NAKAMURA TRADING COMPANY, PLAINTIFF,
v.
SANKYO CORPORATION, AND SANKYO NORTH AMERICA, CORPORATION, DEFENDANTS.



The opinion of the court was delivered by: Judge Blanche M. Manning

MEMORANDUM ORDER

Plaintiff Nakamura Trading Company ("NTC") has brought suit alleging various claims such as breach of contract, unjust enrichment, and breach of fiduciary duty, against defendants Sankyo Corporation ("Sankyo") and Sankyo North America ("SNA"). These claims, among others, arise out of a joint venture agreement among the parties. The defendants have brought the current motion to compel arbitration and stay pending arbitration. For the reasons set forth below, the motion is granted in part and denied in part.

Facts

NTC is an Illinois corporation whose shareholders are Masahiro Nakamura and Sankyo, a closely-held Japanese corporation. SNA is the American subsidiary of Sankyo. In 1997, NTC was created as a joint venture between Sankyo and Nakamura to market and sell Sankyo products, including press dies and jigs, automobile parts, agricultural machinery parts, and electronic appliance parts, in the United States. According to the defendants, Sankyo invested $40,000 in NTC and became a 40% shareholder, while Nakamura invested $60,000 and became a 60% shareholder in NTC. The parties confirmed their relationship in a written contract (the "Agreement") in April 2002 after operating several years without one.

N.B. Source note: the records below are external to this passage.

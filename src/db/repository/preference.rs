use rusqlite::{params, Connection};

use crate::db::DatabaseError;

/// Get a user preference by key. Returns None if not set.
pub fn get_user_preference(conn: &Connection, key: &str) -> Result<Option<String>, DatabaseError> {
    let mut stmt = conn.prepare("SELECT value FROM user_preferences WHERE key = ?1")?;
    match stmt.query_row([key], |row| row.get::<_, String>(0)) {
        Ok(val) => Ok(Some(val)),
        Err(rusqlite::Error::QueryReturnedNoRows) => Ok(None),
        Err(e) => Err(DatabaseError::from(e)),
    }
}

/// Set a user preference (upsert).
pub fn set_user_preference(conn: &Connection, key: &str, value: &str) -> Result<(), DatabaseError> {
    conn.execute(
        "INSERT INTO user_preferences (key, value, updated_at)
         VALUES (?1, ?2, datetime('now'))
         ON CONFLICT(key) DO UPDATE SET value = ?2, updated_at = datetime('now')",
        params![key, value],
    )?;
    Ok(())
}

/// Delete a user preference.
pub fn delete_user_preference(conn: &Connection, key: &str) -> Result<(), DatabaseError> {
    conn.execute("DELETE FROM user_preferences WHERE key = ?1", [key])?;
    Ok(())
}
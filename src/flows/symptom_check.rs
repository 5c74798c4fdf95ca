use serde::{Deserialize, Serialize};

use super::contract::{limit_text, require_text, Flow, Validate};

const MAX_SYMPTOMS: usize = 20;

const SYSTEM_PROMPT: &str = "You are a cautious triage assistant. You do not diagnose. \
List possible conditions with a likelihood of low, medium or high, pick an urgency of \
self_care, see_doctor or emergency, and give one paragraph of advice. \
Answer with a single JSON object: {\"possibleConditions\": [{\"name\": string, \"likelihood\": string}], \
\"urgency\": string, \"advice\": string}.";

#[derive(Debug, Clone, PartialEq, Eq, Serialize, Deserialize)]
#[serde(rename_all = "camelCase")]
pub struct SymptomCheckInput {
    pub symptoms: Vec<String>,
    #[serde(default)]
    pub age: Option<u8>,
    #[serde(default)]
    pub sex: Option<String>,
    #[serde(default)]
    pub duration_days: Option<u32>,
    #[serde(default)]
    pub pathologies: Vec<String>,
}

impl Validate for SymptomCheckInput {
    fn validate(&self) -> Result<(), String> {
        if self.symptoms.iter().all(|s| s.trim().is_empty()) {
            return Err("at least one symptom is required".into());
        }
        if self.symptoms.len() > MAX_SYMPTOMS {
            return Err(format!("at most {MAX_SYMPTOMS} symptoms"));
        }
        for symptom in &self.symptoms {
            limit_text("symptom", symptom, 200)?;
        }
        if matches!(self.age, Some(age) if age > 130) {
            return Err("age must be at most 130".into());
        }
        Ok(())
    }
}

#[derive(Debug, Clone, Copy, PartialEq, Eq, Serialize, Deserialize)]
#[serde(rename_all = "snake_case")]
pub enum Likelihood {
    Low,
    Medium,
    High,
}

#[derive(Debug, Clone, Copy, PartialEq, Eq, Serialize, Deserialize)]
#[serde(rename_all = "snake_case")]
pub enum Urgency {
    SelfCare,
    SeeDoctor,
    Emergency,
}

#[derive(Debug, Clone, PartialEq, Eq, Serialize, Deserialize)]
#[serde(rename_all = "camelCase")]
pub struct PossibleCondition {
    pub name: String,
    pub likelihood: Likelihood,
}

#[derive(Debug, Clone, PartialEq, Eq, Serialize, Deserialize)]
#[serde(rename_all = "camelCase")]
pub struct SymptomCheckOutput {
    #[serde(default)]
    pub possible_conditions: Vec<PossibleCondition>,
    pub urgency: Urgency,
    pub advice: String,
}

impl Validate for SymptomCheckOutput {
    fn validate(&self) -> Result<(), String> {
        require_text("advice", &self.advice)?;
        if self.possible_conditions.len() > 10 {
            return Err("at most 10 possible conditions".into());
        }
        for condition in &self.possible_conditions {
            require_text("condition name", &condition.name)?;
        }
        Ok(())
    }
}

/// Personal input, so results are never cached.
pub struct SymptomCheckFlow;

impl Flow for SymptomCheckFlow {
    const NAME: &'static str = "symptom_check";

    type Input = SymptomCheckInput;
    type Output = SymptomCheckOutput;

    fn system_prompt(&self) -> &str {
        SYSTEM_PROMPT
    }

    fn build_prompt(&self, input: &SymptomCheckInput) -> String {
        let symptoms: Vec<&str> = input
            .symptoms
            .iter()
            .map(|s| s.trim())
            .filter(|s| !s.is_empty())
            .collect();

        let mut prompt = format!("Symptoms: {}\n", symptoms.join("; "));
        if let Some(days) = input.duration_days {
            prompt.push_str(&format!("Duration: {days} day(s)\n"));
        }
        if let Some(age) = input.age {
            prompt.push_str(&format!("Age: {age}\n"));
        }
        if let Some(sex) = input.sex.as_deref().filter(|s| !s.trim().is_empty()) {
            prompt.push_str(&format!("Sex: {sex}\n"));
        }
        if !input.pathologies.is_empty() {
            prompt.push_str(&format!("Known conditions: {}\n", input.pathologies.join(", ")));
        }
        prompt
    }

    fn fallback_message(&self) -> &'static str {
        "We could not analyse your symptoms right now. If they are severe or getting worse, contact a doctor or emergency services."
    }
}
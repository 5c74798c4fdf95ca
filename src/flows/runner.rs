use std::sync::Arc;

use serde::Serialize;

use super::cache::FlowCache;
use super::client::TextCompletion;
use super::contract::{extract_json_object, Flow, Validate};
use super::FlowError;

/// Result of a flow that degrades instead of failing.
#[derive(Debug, Clone, PartialEq, Serialize)]
#[serde(tag = "status", rename_all = "snake_case")]
pub enum FlowOutcome<T> {
    Completed { result: T },
    Fallback { message: String },
}

impl<T> FlowOutcome<T> {
    pub fn is_fallback(&self) -> bool {
        matches!(self, Self::Fallback { .. })
    }
}

/// Composes flows with a completion backend and the response cache.
pub struct FlowRunner {
    client: Arc<dyn TextCompletion>,
    cache: FlowCache,
}

impl FlowRunner {
    pub fn new(client: Arc<dyn TextCompletion>, cache: FlowCache) -> Self {
        Self { client, cache }
    }

    pub fn cache(&self) -> &FlowCache {
        &self.cache
    }

    /// Run a flow and return every failure to the caller.
    pub async fn run<F: Flow>(&self, flow: &F, input: &F::Input) -> Result<F::Output, FlowError> {
        input.validate().map_err(FlowError::InvalidInput)?;

        let prompt = flow.build_prompt(input);
        let response = self.client.complete(flow.system_prompt(), &prompt).await?;
        let json = extract_json_object(&response)?;
        let output: F::Output =
            serde_json::from_str(json).map_err(|e| FlowError::InvalidOutput(e.to_string()))?;
        output.validate().map_err(FlowError::InvalidOutput)?;

        Ok(output)
    }

    /// Run a flow; backend and output failures become the flow's fallback
    /// message. Invalid input is still an error.
    pub async fn run_or_fallback<F: Flow>(
        &self,
        flow: &F,
        input: &F::Input,
    ) -> Result<FlowOutcome<F::Output>, FlowError> {
        match self.run(flow, input).await {
            Ok(result) => Ok(FlowOutcome::Completed { result }),
            Err(e) if e.is_caller_error() => Err(e),
            Err(e) => {
                tracing::warn!(flow = F::NAME, error = %e, "Flow failed; returning fallback");
                Ok(FlowOutcome::Fallback {
                    message: flow.fallback_message().to_string(),
                })
            }
        }
    }

    /// Like `run_or_fallback`, serving and storing completed results in the
    /// cache when the flow provides a key. Fallbacks are never cached.
    pub async fn run_cached<F: Flow>(
        &self,
        flow: &F,
        input: &F::Input,
    ) -> Result<FlowOutcome<F::Output>, FlowError> {
        let Some(key) = flow.cache_key(input).map(|k| format!("{}:{k}", F::NAME)) else {
            return self.run_or_fallback(flow, input).await;
        };

        if let Some(hit) = self.cache.get(&key) {
            match serde_json::from_value::<F::Output>(hit) {
                Ok(result) => {
                    tracing::debug!(flow = F::NAME, "Flow cache hit");
                    return Ok(FlowOutcome::Completed { result });
                }
                Err(e) => tracing::warn!(flow = F::NAME, error = %e, "Discarding unreadable cache entry"),
            }
        }

        let outcome = self.run_or_fallback(flow, input).await?;
        if let FlowOutcome::Completed { result } = &outcome {
            match serde_json::to_value(result) {
                Ok(value) => self.cache.insert(key, value),
                Err(e) => tracing::warn!(flow = F::NAME, error = %e, "Could not cache flow result"),
            }
        }
        Ok(outcome)
    }
}
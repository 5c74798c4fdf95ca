use std::collections::HashMap;
use std::sync::Mutex;

use chrono::{DateTime, Duration, Utc};
use serde_json::Value;

use crate::reminders::timezone::SharedClock;

struct CacheEntry {
    value: Value,
    inserted_at: DateTime<Utc>,
}

/// Bounded response cache with time-to-live, owned by the flow runner.
///
/// When full, expired entries go first, then the oldest insertion.
pub struct FlowCache {
    entries: Mutex<HashMap<String, CacheEntry>>,
    capacity: usize,
    ttl: Duration,
    clock: SharedClock,
}

impl FlowCache {
    pub fn new(capacity: usize, ttl: Duration, clock: SharedClock) -> Self {
        Self {
            entries: Mutex::new(HashMap::new()),
            capacity,
            ttl,
            clock,
        }
    }

    pub fn get(&self, key: &str) -> Option<Value> {
        let now = self.clock.utc();
        let mut entries = self.entries.lock().ok()?;
        match entries.get(key) {
            Some(entry) if now - entry.inserted_at < self.ttl => Some(entry.value.clone()),
            Some(_) => {
                entries.remove(key);
                None
            }
            None => None,
        }
    }

    pub fn insert(&self, key: String, value: Value) {
        if self.capacity == 0 {
            return;
        }
        let now = self.clock.utc();
        let Ok(mut entries) = self.entries.lock() else {
            tracing::warn!("Flow cache lock poisoned; skipping insert");
            return;
        };

        if !entries.contains_key(&key) && entries.len() >= self.capacity {
            entries.retain(|_, entry| now - entry.inserted_at < self.ttl);
        }
        if !entries.contains_key(&key) && entries.len() >= self.capacity {
            let oldest = entries
                .iter()
                .min_by_key(|(_, entry)| entry.inserted_at)
                .map(|(k, _)| k.clone());
            if let Some(oldest) = oldest {
                entries.remove(&oldest);
            }
        }

        entries.insert(
            key,
            CacheEntry {
                value,
                inserted_at: now,
            },
        );
    }

    pub fn len(&self) -> usize {
        self.entries.lock().map(|e| e.len()).unwrap_or(0)
    }

    pub fn is_empty(&self) -> bool {
        self.len() == 0
    }
}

By letter dated February 18, 2003, Sankyo terminated the Agreement effective May 18, 2003. Sankyo asserts that the termination occurred, in part, because it had loaned a net amount of approximately $850,000 to NTC in the five years of NTC's existence but NTC had yet to turn a profit. The instant lawsuit by NTC alleges that Sankyo wrongfully terminated the contract and seeks payment of several million dollars in commissions.

The Agreement, originally drafted in Japanese, is quite brief and includes an arbitration clause. Sankyo and SNA contend that the proper translation of the arbitration clause is:

When international disputes arise, arbitration proceedings shall take place in the State of Illinois if party A [Sankyo] sues party B [NTC], and arbitration proceedings shall take place in Hyogo Prefecture if [NTC] sues [Sankyo]. Alternatively, NTC asserts that the clause should be translated as follows:

In case there is an international dispute, the arbitration proceeding initiated by Party A [Sankyo] shall be in the State of Illinois, and the arbitration proceeding initiated by Party B [NTC] shall be in Hyogo Prefecture.

Analysis

In addressing the merits of the motion, the court notes as an initial matter that NTC has failed to cite to any authorities whatsoever in support of its opposition to the motion. Nevertheless, the court proceeds with its analysis.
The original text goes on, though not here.